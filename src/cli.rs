use clap::{Parser, Subcommand, ValueEnum};
use hutcam::engine::ViewMode;
use hutcam::model::{DayKey, Period};

#[derive(Parser, Debug)]
#[command(name = "hutcam")]
#[command(about = "Hutcam snapshot viewer CLI", long_about = None)]
pub struct Cli {
    #[command(subcommand)]
    pub command: Commands,
}

#[derive(Subcommand, Debug)]
pub enum Commands {
    /// Fetch one day's snapshot index and print it grouped by period
    Day(DayArgs),
    /// Open the viewer at a position and step through the sequence
    Walk(WalkArgs),
    /// Show the latest snapshot per camera and how stale it is
    Latest,
}

#[derive(clap::Args, Debug)]
pub struct DayArgs {
    /// Day to list (YYYY-MM-DD); defaults to today
    #[arg(long)]
    pub date: Option<DayKey>,
}

#[derive(clap::Args, Debug)]
pub struct WalkArgs {
    /// Day to open at (YYYY-MM-DD); defaults to today
    #[arg(long)]
    pub date: Option<DayKey>,

    /// Period to open at
    #[arg(long, default_value = "early")]
    pub period: Period,

    /// Camera index within the period
    #[arg(long, default_value_t = 0)]
    pub index: usize,

    /// Number of steps to take after opening
    #[arg(long, default_value_t = 1)]
    pub steps: u32,

    /// Step backward instead of forward
    #[arg(long)]
    pub back: bool,

    /// Browsing context to run in
    #[arg(long, value_enum, default_value_t = ModeArg::History)]
    pub mode: ModeArg,
}

#[derive(ValueEnum, Debug, Clone, Copy)]
pub enum ModeArg {
    Latest,
    History,
}

impl From<ModeArg> for ViewMode {
    fn from(mode: ModeArg) -> Self {
        match mode {
            ModeArg::Latest => ViewMode::Latest,
            ModeArg::History => ViewMode::History,
        }
    }
}
//! Tracing setup and lightweight process metrics.

use std::sync::atomic::{AtomicU64, Ordering};
use tracing_subscriber::EnvFilter;

/// Initializes the fmt subscriber, honouring `RUST_LOG` and defaulting to
/// `info`.
pub fn init_tracing() {
    let filter = EnvFilter::try_from_default_env().unwrap_or_else(|_| EnvFilter::new("info"));
    tracing_subscriber::fmt().with_env_filter(filter).init();
}

/// Counters for fetch and navigation outcomes.
#[derive(Debug, Default)]
pub struct Metrics {
    days_fetched: AtomicU64,
    fetch_failures: AtomicU64,
    cache_hits: AtomicU64,
    steps_resolved: AtomicU64,
    steps_blocked: AtomicU64,
    steps_exhausted: AtomicU64,
}

impl Metrics {
    pub fn new() -> Self {
        Self::default()
    }

    pub fn day_fetched(&self) {
        self.days_fetched.fetch_add(1, Ordering::Relaxed);
    }

    pub fn fetch_failure(&self) {
        self.fetch_failures.fetch_add(1, Ordering::Relaxed);
    }

    pub fn cache_hit(&self) {
        self.cache_hits.fetch_add(1, Ordering::Relaxed);
    }

    pub fn step_resolved(&self) {
        self.steps_resolved.fetch_add(1, Ordering::Relaxed);
    }

    pub fn step_blocked(&self) {
        self.steps_blocked.fetch_add(1, Ordering::Relaxed);
    }

    pub fn step_exhausted(&self) {
        self.steps_exhausted.fetch_add(1, Ordering::Relaxed);
    }

    pub fn snapshot(&self) -> MetricsSnapshot {
        MetricsSnapshot {
            days_fetched: self.days_fetched.load(Ordering::Relaxed),
            fetch_failures: self.fetch_failures.load(Ordering::Relaxed),
            cache_hits: self.cache_hits.load(Ordering::Relaxed),
            steps_resolved: self.steps_resolved.load(Ordering::Relaxed),
            steps_blocked: self.steps_blocked.load(Ordering::Relaxed),
            steps_exhausted: self.steps_exhausted.load(Ordering::Relaxed),
        }
    }
}

#[derive(Debug, Clone, PartialEq, Eq)]
pub struct MetricsSnapshot {
    pub days_fetched: u64,
    pub fetch_failures: u64,
    pub cache_hits: u64,
    pub steps_resolved: u64,
    pub steps_blocked: u64,
    pub steps_exhausted: u64,
}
- - - -
◆ Exercise ◆
Reproduce every line above that contains the string "today".

◆ Reply ◆
    /// Day to list (YYYY-MM-DD); defaults to today
    /// Day to open at (YYYY-MM-DD); defaults to today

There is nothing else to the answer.